Las manos que
Las manos que me ayudan hacen
suyos mis sueños e invierten meses transformando en perfecto lo imperfecto. Reconstruyen,
sin modelo, lo que todos creímos que fue algún día (cada uno a su manera “en su imaginación” – como dice m)
ese joyero que probablemente viajó por medio mundo, cuando viajar era, o bien
un lujo de vividores que organizaban su equipaje en términos de cócteles y
fiestas, y no de volumen y peso, o bien una necesidad de supervivientes que lo hacían
en términos de hatillo.
Las manos que me ayudan son
peludas y suaves, y contundentes, y el trabajo manual es para ellas un pilar
heredado de unas y otras familias, también de las que no son de sangre. Por
eso, cuando hayamos el joyero convertido en caja de herramientas, destartalado
y con el tapizado roído, ellas se pusieron a inventariar los enseres del
interior y las mías a vislumbrar en qué se podía convertir. Porque aquel
desastre de madera que se caía a pedazos tenía algo que yo respetaba: tenía
kilómetros.
Las manos que me ayudan, primero
se rieron “pero ¿¡para qué quieres esto, si está todo roto!?”, pero luego, casi
en la clandestinidad, lo fueron vislumbrando o dejándose llevar, y un día nos venían
(al joyero y a mi) con una tabla, otro día nos fabricaban un cajón, y así, poco
a poco, fueron conquistando al joyero, que decidió hacer su último viaje junto
a esas otras manos y escaparse de las mías. Y así fue lijado y relijado,
pintado y repintado, y finalmente fotografiado para que yo viera (desde la
distancia física y de esfuerzo invertido) el resultado de este
tándem en que se han convertido mi
joyero, las manos que me ayudan y las manos que me piensan, sin las que tampoco
habría joyero restaurado ni pintura roja bermellón.
Porque detrás de todas las manos,
de las que me ayudan, de las mías, de las unas y de las otras, siempre están las
manos que me piensan, llenas de horas puestas a nuestra disposición como si
fueran regalos de oro molido. Ellas son las manos que imaginan y desimaginan, que
consultan, que dudan y redudan hasta
acertar, aunque en el camino ese acierto se convierta en error un millón de
veces antes de dar con el color adecuado o la puntada precisa, subiendo y
bajando sin descanso al compás de una aguja que igual te coge los bajos de los
pantalones que te tapiza una butaca o que pincha un bizcocho para comprobar si
está cocido.
Las manos que me piensan y las
que me ayudan, las que me ayudan y las que me piensan, tienen más arrugas, más
manchas y están más resecas que cuando todo esto empezó (no el joyero, sino
mucho antes, cuando yo era tan pequeña “como
un garbanzo” – nuevamente m), pero son cada vez más necesarias
desde que hay otras manos suaves y regordetas que tiran de mi cada día
preguntando cuándo vamos a ir a casa de abuelito y abuelita.
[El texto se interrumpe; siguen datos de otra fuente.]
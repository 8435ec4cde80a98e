use chrono::NaiveDate;
use finance_widget_core::errors::CoreError;
use finance_widget_core::host::traits::Response;
use finance_widget_core::models::display::{DisplayedValue, Quantity};
use finance_widget_core::models::entry::{EntryKind, LedgerEntry};
use finance_widget_core::models::goal::Goal;
use finance_widget_core::models::payload::{OperationRecord, SessionSnapshot};
use finance_widget_core::models::period::PeriodSelector;
use finance_widget_core::models::settings::Settings;
use rust_decimal::Decimal;
use serde_json::Value;

fn d(y: i32, m: u32, day: u32) -> NaiveDate {
    NaiveDate::from_ymd_opt(y, m, day).unwrap()
}

fn dec(v: i64) -> Decimal {
    Decimal::from(v)
}

fn goal(current: i64, target: i64) -> Goal {
    Goal {
        current: dec(current),
        ..Goal::new("Goal", dec(target))
    }
}

// ═══════════════════════════════════════════════════════════════════
//  EntryKind / LedgerEntry
// ═══════════════════════════════════════════════════════════════════

mod entry {
    use super::*;

    #[test]
    fn display() {
        assert_eq!(EntryKind::Income.to_string(), "Income");
        assert_eq!(EntryKind::Expense.to_string(), "Expense");
    }

    #[test]
    fn serializes_lowercase() {
        assert_eq!(serde_json::to_string(&EntryKind::Income).unwrap(), "\"income\"");
        assert_eq!(serde_json::to_string(&EntryKind::Expense).unwrap(), "\"expense\"");
        let back: EntryKind = serde_json::from_str("\"expense\"").unwrap();
        assert_eq!(back, EntryKind::Expense);
    }

    #[test]
    fn signed_amounts() {
        assert_eq!(EntryKind::Income.signed(dec(40)), dec(40));
        assert_eq!(EntryKind::Expense.signed(dec(40)), dec(-40));
    }

    #[test]
    fn new_entries_get_distinct_ids() {
        let a = LedgerEntry::new(EntryKind::Income, dec(1), d(2026, 1, 1));
        let b = LedgerEntry::new(EntryKind::Income, dec(1), d(2026, 1, 1));
        assert_ne!(a.id, b.id);
        assert_eq!(a.amount, b.amount);
    }
}

// ═══════════════════════════════════════════════════════════════════
//  PeriodSelector
// ═══════════════════════════════════════════════════════════════════

mod period {
    use super::*;

    #[test]
    fn default_is_all() {
        assert_eq!(PeriodSelector::default(), PeriodSelector::All);
    }

    #[test]
    fn display() {
        assert_eq!(PeriodSelector::All.to_string(), "All");
        assert_eq!(PeriodSelector::Days(30).to_string(), "30d");
    }

    #[test]
    fn serde_shape() {
        assert_eq!(serde_json::to_string(&PeriodSelector::All).unwrap(), "\"all\"");
        assert_eq!(
            serde_json::to_string(&PeriodSelector::Days(7)).unwrap(),
            "{\"days\":7}"
        );
        let back: PeriodSelector = serde_json::from_str("{\"days\":365}").unwrap();
        assert_eq!(back, PeriodSelector::Days(365));
    }
}

// ═══════════════════════════════════════════════════════════════════
//  Goal
// ═══════════════════════════════════════════════════════════════════

mod goal_model {
    use super::*;

    #[test]
    fn new_goal_has_zero_progress() {
        let g = Goal::new("Travel", dec(620_000));
        assert_eq!(g.current, Decimal::ZERO);
        assert_eq!(g.progress_percent(), 0.0);
        assert!(!g.is_reached());
    }

    #[test]
    fn progress_scenario() {
        let pct = goal(417_507, 1_500_000).progress_percent();
        assert!((pct - 27.83).abs() < 0.01, "got {pct}");
    }

    #[test]
    fn progress_is_clamped_when_overshooting() {
        let g = goal(2_000, 1_000);
        assert_eq!(g.progress_percent(), 100.0);
        assert!(g.is_reached());
        assert_eq!(g.current, dec(2_000));
    }

    #[test]
    fn progress_stays_in_range() {
        for (current, target) in [(0, 1), (1, 3), (999, 1000), (1000, 1000), (5, 1), (123_456, 7)] {
            let pct = goal(current, target).progress_percent();
            assert!((0.0..=100.0).contains(&pct), "{current}/{target} -> {pct}");
        }
    }

    #[test]
    fn ids_are_unique() {
        let a = Goal::new("A", dec(1));
        let b = Goal::new("A", dec(1));
        assert_ne!(a.id, b.id);
    }

    #[test]
    fn serializes_payload_fields() {
        let g = goal(417_507, 1_500_000);
        let json: Value = serde_json::to_value(&g).unwrap();
        assert_eq!(json["id"], Value::String(g.id.to_string()));
        assert_eq!(json["name"], "Goal");
        assert_eq!(json["current"].as_f64(), Some(417_507.0));
        assert_eq!(json["target"].as_f64(), Some(1_500_000.0));
    }
}

// ═══════════════════════════════════════════════════════════════════
//  Display values
// ═══════════════════════════════════════════════════════════════════

mod display_value {
    use super::*;

    #[test]
    fn settled_when_previous_matches_target() {
        let settled = DisplayedValue { previous: dec(5), target: dec(5) };
        let moving = DisplayedValue { previous: dec(1), target: dec(5) };
        assert!(settled.is_settled());
        assert!(!moving.is_settled());
        assert!(DisplayedValue::default().is_settled());
    }

    #[test]
    fn quantity_names() {
        let names: Vec<String> = Quantity::ALL.iter().map(|q| q.to_string()).collect();
        assert_eq!(names, ["income", "expense", "balance", "total"]);
    }
}

// ═══════════════════════════════════════════════════════════════════
//  Settings
// ═══════════════════════════════════════════════════════════════════

mod settings {
    use super::*;

    #[test]
    fn defaults() {
        let s = Settings::default();
        assert_eq!(s.currency_symbol, "₽");
        assert_eq!(s.animation_duration_ms, 500);
        assert_eq!(s.pulse_duration_ms, 300);
        assert_eq!(s.default_period, PeriodSelector::All);
        assert_eq!(s.period_presets.len(), 4);
        assert!(s.validate().is_ok());
    }

    #[test]
    fn partial_json_keeps_defaults() {
        let s = Settings::from_json(r#"{"currency_symbol":"$","animation_duration_ms":250}"#)
            .unwrap();
        assert_eq!(s.currency_symbol, "$");
        assert_eq!(s.animation_duration_ms, 250);
        assert_eq!(s.action_label, "Save");
        assert_eq!(s.animation_duration(), std::time::Duration::from_millis(250));
    }

    #[test]
    fn empty_action_label_is_invalid() {
        let err = Settings::from_json(r#"{"action_label":"  "}"#).unwrap_err();
        assert!(matches!(err, CoreError::InvalidSettings(_)));
    }

    #[test]
    fn empty_presets_are_invalid() {
        let s = Settings {
            period_presets: vec![],
            ..Settings::default()
        };
        assert!(matches!(s.validate(), Err(CoreError::InvalidSettings(_))));
    }

    #[test]
    fn malformed_json_is_a_deserialization_error() {
        let err = Settings::from_json("{not json").unwrap_err();
        assert!(matches!(err, CoreError::Deserialization(_)));
    }
}

// ═══════════════════════════════════════════════════════════════════
//  SessionSnapshot (host payload)
// ═══════════════════════════════════════════════════════════════════

mod payload {
    use super::*;

    fn snapshot() -> SessionSnapshot {
        let entries = [
            LedgerEntry::new(EntryKind::Income, dec(50000), d(2026, 1, 20)),
            LedgerEntry::new(EntryKind::Expense, dec(15000), d(2026, 1, 22)),
        ];
        SessionSnapshot {
            operations: entries.iter().map(OperationRecord::from).collect(),
            goals: vec![goal(417_507, 1_500_000)],
        }
    }

    #[test]
    fn json_shape() {
        let json: Value = serde_json::from_str(&snapshot().to_json().unwrap()).unwrap();
        let ops = json["operations"].as_array().unwrap();
        assert_eq!(ops.len(), 2);
        assert_eq!(ops[0]["kind"], "income");
        assert_eq!(ops[0]["amount"].as_f64(), Some(50000.0));
        assert_eq!(ops[0]["date"], "2026-01-20");
        assert_eq!(ops[1]["kind"], "expense");
        assert!(ops[0].get("id").is_none());

        let goals = json["goals"].as_array().unwrap();
        assert_eq!(goals.len(), 1);
        assert_eq!(goals[0]["name"], "Goal");
    }

    #[test]
    fn amounts_keep_every_digit() {
        let amount = Decimal::from_i128_with_scale(1_234_567_890_123_456_789, 2);
        let snapshot = SessionSnapshot {
            operations: vec![OperationRecord {
                kind: EntryKind::Income,
                amount,
                date: d(2026, 1, 20),
            }],
            goals: vec![],
        };

        let json = snapshot.to_json().unwrap();
        assert!(json.contains(r#""amount":12345678901234567.89"#));
        let back = SessionSnapshot::from_json(&json).unwrap();
        assert_eq!(back.operations[0].amount, amount);
    }

    #[test]
    fn parses_back() {
        let original = snapshot();
        let back = SessionSnapshot::from_json(&original.to_json().unwrap()).unwrap();
        assert_eq!(back, original);
    }

    #[test]
    fn rejects_garbage() {
        assert!(matches!(
            SessionSnapshot::from_json("[]"),
            Err(CoreError::Deserialization(_))
        ));
    }
}

// ═══════════════════════════════════════════════════════════════════
//  Response (input capability answers)
// ═══════════════════════════════════════════════════════════════════

mod response {
    use super::*;

    #[test]
    fn missing_or_blank_input_is_cancelled() {
        assert_eq!(Response::<Decimal>::parse_amount(None), Ok(Response::Cancelled));
        assert_eq!(Response::<Decimal>::parse_amount(Some("")), Ok(Response::Cancelled));
        assert_eq!(Response::<Decimal>::parse_amount(Some("   ")), Ok(Response::Cancelled));
    }

    #[test]
    fn numbers_parse() {
        assert_eq!(Response::<Decimal>::parse_amount(Some("500")), Ok(Response::Value(dec(500))));
        assert_eq!(
            Response::<Decimal>::parse_amount(Some(" 12.50 ")),
            Ok(Response::Value(Decimal::new(1250, 2)))
        );
    }

    #[test]
    fn non_numeric_is_invalid_amount() {
        let err = Response::<Decimal>::parse_amount(Some("lots")).unwrap_err();
        assert!(matches!(err, CoreError::InvalidAmount(_)));
    }

    #[test]
    fn map_and_value() {
        assert_eq!(Response::Value(2).map(|v| v * 3), Response::Value(6));
        assert!(Response::<i32>::Cancelled.map(|v| v * 3).is_cancelled());
        assert_eq!(Response::Value("x").value(), Some("x"));
        assert_eq!(Response::<&str>::Cancelled.value(), None);
    }
}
Frontal a falta de tirador
Interior con cajoncito en proceso
Interior con cajón nuevo (recién salido del horno)
Hola Be, cuánto tiempo!!!! Qué ilusión volver a verte por aquí 😁. Vaya joyero bonito, no entiendo cómo lo usaban como caja de herramientas. Me gusta mucho la cantidad de cajoncitos que tiene, y mucho espacio para guardar secretos. Lástima no haber visto el antes, pero leyéndote me hago una idea. Y qué bonito lo has contado, con tantas manos cerca tuyo y que te ayudan y hacen caso 😊. Creo que las manos hablan por sí solas, es un detalle en el que me gusta fijarme de las personas, sobretodo si son mayores.
ResponderEliminarEspero que vuelvas más a menudo y nos regales un trabajo, o porqué no, una historia como esta tan bonita de las manos.